# Wildwood Golf and Country Club, Alfold, Surrey



## Golfmmad (Mar 16, 2012)

Played here yesterday and what a treat it was!

Arrived in the clubhouse at just before 7.30 and welcomed by the Chef and offering us a coffee as the Bar Manager hadn't arrived yet. Before coffee was finished Manager turned up and a breakfast was ordered. Within what seemed like only 10 minuites a hearty full English was served. I have to say it was one of the best I'd tasted for a long time.

On to the golf:

Three loops of nine - Woodland, Lake and Parkland.

We played the 27 and started on the Woodland 9, but bacause of the misty conditions couldn't really see the layout properly until the last couple of holes.

Back in the clubhouse for a drink and didn't need any food as we were still full from breakfast.



We started the 18 on the Parkland, a nice open course where you could get your drive away without too much trouble, unless of course a slice or hook reared their ugly heads! Two par 5's on this 9 with some testing par 4's - the shortest being 295 and longest 411.

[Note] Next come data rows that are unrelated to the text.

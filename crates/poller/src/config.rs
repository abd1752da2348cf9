use std::str::FromStr;
use std::time::Duration;

use ddms_events::NotifierConfig;
use ddms_modbus::{CollectorConfig, PollingConfig};

/// Output format of the log subscriber.
#[derive(Debug, Clone, Copy, PartialEq, Eq, Default)]
pub enum LogFormat {
    #[default]
    Text,
    Json,
}

#[derive(Debug, thiserror::Error, PartialEq)]
pub enum ConfigError {
    #[error("{0} environment variable is required")]
    Missing(&'static str),

    #[error("{name} must be {expected}, got '{value}'")]
    Invalid {
        name: &'static str,
        expected: &'static str,
        value: String,
    },
}

/// Poller configuration loaded from environment variables.
#[derive(Debug, Clone)]
pub struct PollerConfig {
    pub database_url: String,
    pub db_max_connections: u32,
    pub log_format: LogFormat,
    pub polling: PollingConfig,
}

impl PollerConfig {
    /// Load configuration from the process environment.
    ///
    /// | Env Var                      | Default  |
    /// |------------------------------|----------|
    /// | `DATABASE_URL`               | required |
    /// | `DB_MAX_CONNECTIONS`         | `10`     |
    /// | `MODBUS_TIMEOUT_SECS`        | `10`     |
    /// | `MODBUS_RETRIES`             | `3`      |
    /// | `RECONNECT_DELAY_SECS`       | `60`     |
    /// | `FAILURE_THRESHOLD`          | `3`      |
    /// | `NOTIFICATION_COOLDOWN_SECS` | `300`    |
    /// | `LOG_FORMAT`                 | `text`   |
    pub fn from_env() -> Result<Self, ConfigError> {
        Self::from_lookup(|name| std::env::var(name).ok())
    }

    /// Load configuration through `lookup`, which maps a variable name
    /// to its value.
    pub fn from_lookup(lookup: impl Fn(&str) -> Option<String>) -> Result<Self, ConfigError> {
        let database_url = lookup("DATABASE_URL")
            .filter(|v| !v.trim().is_empty())
            .ok_or(ConfigError::Missing("DATABASE_URL"))?;

        let db_max_connections: u32 =
            parse_or(&lookup, "DB_MAX_CONNECTIONS", 10, "a positive integer")?;
        let timeout_secs: u64 = parse_or(&lookup, "MODBUS_TIMEOUT_SECS", 10, "a number of seconds")?;
        let retries: u32 = parse_or(&lookup, "MODBUS_RETRIES", 3, "a positive integer")?;
        let reconnect_secs: u64 =
            parse_or(&lookup, "RECONNECT_DELAY_SECS", 60, "a number of seconds")?;
        let failure_threshold: u32 =
            parse_or(&lookup, "FAILURE_THRESHOLD", 3, "a positive integer")?;
        let cooldown_secs: u64 =
            parse_or(&lookup, "NOTIFICATION_COOLDOWN_SECS", 300, "a number of seconds")?;

        for (name, value) in [
            ("DB_MAX_CONNECTIONS", u64::from(db_max_connections)),
            ("MODBUS_RETRIES", u64::from(retries)),
            ("FAILURE_THRESHOLD", u64::from(failure_threshold)),
            ("MODBUS_TIMEOUT_SECS", timeout_secs),
        ] {
            if value == 0 {
                return Err(ConfigError::Invalid {
                    name,
                    expected: "greater than zero",
                    value: value.to_string(),
                });
            }
        }

        let log_format = match lookup("LOG_FORMAT") {
            None => LogFormat::Text,
            Some(v) => match v.trim().to_ascii_lowercase().as_str() {
                "" | "text" => LogFormat::Text,
                "json" => LogFormat::Json,
                _ => {
                    return Err(ConfigError::Invalid {
                        name: "LOG_FORMAT",
                        expected: "'text' or 'json'",
                        value: v,
                    })
                }
            },
        };

        let polling = PollingConfig {
            reconnect_delay: Duration::from_secs(reconnect_secs),
            failure_threshold,
            collector: CollectorConfig {
                timeout: Duration::from_secs(timeout_secs),
                retries,
                ..CollectorConfig::default()
            },
            notifier: NotifierConfig {
                cooldown: Duration::from_secs(cooldown_secs),
            },
        };

        Ok(Self {
            database_url,
            db_max_connections,
            log_format,
            polling,
        })
    }
}

fn parse_or<T: FromStr>(
    lookup: &impl Fn(&str) -> Option<String>,
    name: &'static str,
    default: T,
    expected: &'static str,
) -> Result<T, ConfigError> {
    match lookup(name) {
        None => Ok(default),
        Some(raw) => raw.trim().parse().map_err(|_| ConfigError::Invalid {
            name,
            expected,
            value: raw,
        }),
    }
}

#[cfg(test)]
mod tests {
    use std::collections::HashMap;

    use assert_matches::assert_matches;

    use super::*;

    fn load(vars: &[(&str, &str)]) -> Result<PollerConfig, ConfigError> {
        let map: HashMap<String, String> = vars
            .iter()
            .map(|(k, v)| (k.to_string(), v.to_string()))
            .collect();
        PollerConfig::from_lookup(|name| map.get(name).cloned())
    }

    #[test]
    fn defaults_apply_when_only_database_url_is_set() {
        let config = load(&[("DATABASE_URL", "postgres://localhost/ddms")]).unwrap();

        assert_eq!(config.database_url, "postgres://localhost/ddms");
        assert_eq!(config.db_max_connections, 10);
        assert_eq!(config.log_format, LogFormat::Text);
        assert_eq!(config.polling.reconnect_delay, Duration::from_secs(60));
        assert_eq!(config.polling.failure_threshold, 3);
        assert_eq!(config.polling.collector.timeout, Duration::from_secs(10));
        assert_eq!(config.polling.collector.retries, 3);
        assert_eq!(config.polling.collector.retry_pause, Duration::from_secs(1));
        assert_eq!(config.polling.notifier.cooldown, Duration::from_secs(300));
    }

    #[test]
    fn overrides_are_applied() {
        let config = load(&[
            ("DATABASE_URL", "postgres://db/ddms"),
            ("DB_MAX_CONNECTIONS", "25"),
            ("MODBUS_TIMEOUT_SECS", "3"),
            ("MODBUS_RETRIES", "5"),
            ("RECONNECT_DELAY_SECS", "15"),
            ("FAILURE_THRESHOLD", "2"),
            ("NOTIFICATION_COOLDOWN_SECS", "60"),
            ("LOG_FORMAT", "JSON"),
        ])
        .unwrap();

        assert_eq!(config.db_max_connections, 25);
        assert_eq!(config.log_format, LogFormat::Json);
        assert_eq!(config.polling.reconnect_delay, Duration::from_secs(15));
        assert_eq!(config.polling.failure_threshold, 2);
        assert_eq!(config.polling.collector.timeout, Duration::from_secs(3));
        assert_eq!(config.polling.collector.retries, 5);
        assert_eq!(config.polling.notifier.cooldown, Duration::from_secs(60));
    }

    #[test]
    fn database_url_is_required() {
        assert_eq!(load(&[]).unwrap_err(), ConfigError::Missing("DATABASE_URL"));
        assert_eq!(
            load(&[("DATABASE_URL", "  ")]).unwrap_err(),
            ConfigError::Missing("DATABASE_URL")
        );
    }

    #[test]
    fn rejects_malformed_values() {
        assert_matches!(
            load(&[("DATABASE_URL", "postgres://x"), ("MODBUS_RETRIES", "many")]),
            Err(ConfigError::Invalid { name: "MODBUS_RETRIES", .. })
        );
        assert_matches!(
            load(&[("DATABASE_URL", "postgres://x"), ("FAILURE_THRESHOLD", "0")]),
            Err(ConfigError::Invalid { name: "FAILURE_THRESHOLD", .. })
        );
        assert_matches!(
            load(&[("DATABASE_URL", "postgres://x"), ("LOG_FORMAT", "xml")]),
            Err(ConfigError::Invalid { name: "LOG_FORMAT", .. })
        );
    }
}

So then onto the Lakes, where we managed to negotiate all the water, except for one hole where my mate tried to cut over the dog leg to the fairway and not qiite making it. Another 2 par 5's on 16 and 17 making it a tough finish for this 9.

Because some of the holes were close together the signs were a bit confusing, not just for us but a couple of groups after were not sure of where to go next until we put them right.

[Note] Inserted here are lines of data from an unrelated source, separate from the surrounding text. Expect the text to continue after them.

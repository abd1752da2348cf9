//! [`PgStore`]: the PostgreSQL implementation of the collaborator traits.

use ddms_core::device::{Device, DeviceStatus, Reading};
use ddms_core::error::CoreError;
use ddms_core::notification::{NewNotification, Notification, NotificationType};
use ddms_core::status::{self, DeviceStatusReport};
use ddms_core::store::{DeviceStore, NotificationStore, UserDirectory};
use ddms_core::types::{DbId, Timestamp};

use crate::repositories::{DeviceRepo, NotificationRepo, ReadingRepo, UserRepo};
use crate::DbPool;

/// Store backed by a shared connection pool.
///
/// Every call checks a connection out of the pool for the duration of a
/// single query, so no connection is held while a polling task sleeps.
#[derive(Clone)]
pub struct PgStore {
    pool: DbPool,
}

impl PgStore {
    pub fn new(pool: DbPool) -> Self {
        Self { pool }
    }

    pub fn pool(&self) -> &DbPool {
        &self.pool
    }

    /// Latest reading of a device with its threshold band.
    ///
    /// `Ok(None)` covers both a missing device and a device that has not
    /// produced a reading yet.
    pub async fn device_status(&self, id: DbId) -> Result<Option<DeviceStatusReport>, CoreError> {
        let Some(device) = self.find_device(id).await? else {
            return Ok(None);
        };
        let latest = ReadingRepo::latest_for_device(&self.pool, id)
            .await
            .map_err(db_error)?
            .map(Reading::from);
        Ok(status::report(&device, latest.as_ref()))
    }
}

fn db_error(e: sqlx::Error) -> CoreError {
    CoreError::Database(e.to_string())
}

impl DeviceStore for PgStore {
    async fn list_devices(&self) -> Result<Vec<Device>, CoreError> {
        let rows = DeviceRepo::list(&self.pool).await.map_err(db_error)?;

        let devices = rows
            .into_iter()
            .filter_map(|row| {
                let id = row.id;
                match Device::try_from(row) {
                    Ok(device) => Some(device),
                    Err(e) => {
                        tracing::warn!(device_id = %id, error = %e, "Skipping invalid device configuration");
                        None
                    }
                }
            })
            .collect();

        Ok(devices)
    }

    async fn find_device(&self, id: DbId) -> Result<Option<Device>, CoreError> {
        DeviceRepo::find_by_id(&self.pool, id)
            .await
            .map_err(db_error)?
            .map(Device::try_from)
            .transpose()
    }

    async fn insert_reading(&self, reading: &Reading) -> Result<(), CoreError> {
        ReadingRepo::insert(&self.pool, reading)
            .await
            .map_err(db_error)
    }

    async fn update_status(
        &self,
        id: DbId,
        status: DeviceStatus,
        last_reading_at: Option<Timestamp>,
    ) -> Result<(), CoreError> {
        let updated = DeviceRepo::update_status(&self.pool, id, status, last_reading_at)
            .await
            .map_err(db_error)?;
        if !updated {
            return Err(CoreError::NotFound {
                entity: "device",
                id,
            });
        }
        Ok(())
    }
}

impl NotificationStore for PgStore {
    async fn find_recent_undismissed(
        &self,
        user_id: DbId,
        device_id: DbId,
        kind: NotificationType,
        since: Timestamp,
    ) -> Result<Option<Notification>, CoreError> {
        NotificationRepo::find_recent_undismissed(&self.pool, user_id, device_id, kind, since)
            .await
            .map_err(db_error)?
            .map(Notification::try_from)
            .transpose()
    }

    async fn create_notification(&self, input: &NewNotification) -> Result<Notification, CoreError> {
        let row = NotificationRepo::create(&self.pool, input)
            .await
            .map_err(db_error)?;
        Notification::try_from(row)
    }
}

impl UserDirectory for PgStore {
    async fn admin_and_owner_ids(&self) -> Result<Vec<DbId>, CoreError> {
        UserRepo::admin_and_owner_ids(&self.pool)
            .await
            .map_err(db_error)
    }
}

The Pro in the shop was very helpful,especially with the timings for the 3 loops and explaining where everything was.
So all in all, very impressive with every aspect of the experience, and even the assistant pro lent me his towel 'cos I lost mine on the first 9!

Can't wait to go there again, which will be sometime very soon.

If you are looking for someting different with 3 challenging layouts, give Wildwood a visit.

With a 2for1 voucher the cost was Â£30 per person for 27 holes. These can be downloaded from their website.


----------



## richart (Mar 16, 2012)

Friend of mine and his wife joined when the club first opened. I know they lost a lot of money when it went bust, and was then relaunched. He and his wife did get to be Captains as some form of compensation.:mmm: Lovely clubhouse and the food was good when I was last there.

Course is quite quirky in places, but a good test. Glad you enjoyed your day, and to not lose a ball is a result.


----------



## Golfmmad (Mar 16, 2012)

Thanks Rich,

It's not the first time I've played there. Used to go there with the Society I belong to before the extra 9 holes were put in. Was always a favourite and everybody enjoyed it there. It's matured nicely and hard to tell which are the new holes.

Agree about the clubhouse and food, and that wonderful Oak vaulted ceiling is something else!


----------



## Piece (Mar 16, 2012)

It's only recently that it has improved. As said above, they had some finance issues but the main item was the drainage in the winter. It was an unplayable course when it rained. Far too muddy and standing water. Then the prices were inflated and didn't reflect the golf course quality.

Happily, money has been spent in the right places and it is a decent place to play now.


----------



## PieMan (Mar 26, 2012)

Piece said:



			......the main item was the drainage in the winter. It was an unplayable course when it rained. Far too muddy and standing water.
		
Click to expand...

Used to play Wildwood a lot when it first opened and in it's first few years and it was always shocking in winter and after it rained. Was a lovely course in the spring and summer months though with greens that were fast and true and lovely to putt on. Haven't been back for a while though so tempted to give it another look at some point in the summer.


----------



## Golfmmad (Mar 27, 2012)

PieMan said:



			Used to play Wildwood a lot when it first opened and in it's first few years and it was always shocking in winter and after it rained. Was a lovely course in the spring and summer months though with greens that were fast and true and lovely to putt on. Haven't been back for a while though so tempted to give it another look at some point in the summer.
		
Click to expand...

You wont be disappointed Paul, the greens are really good and some of the best I've played on.
I never did play it in the Winter, only during the summer months so can't comment on those conditions.

Love the set up there - would be good for a Forum meet sometime.


----------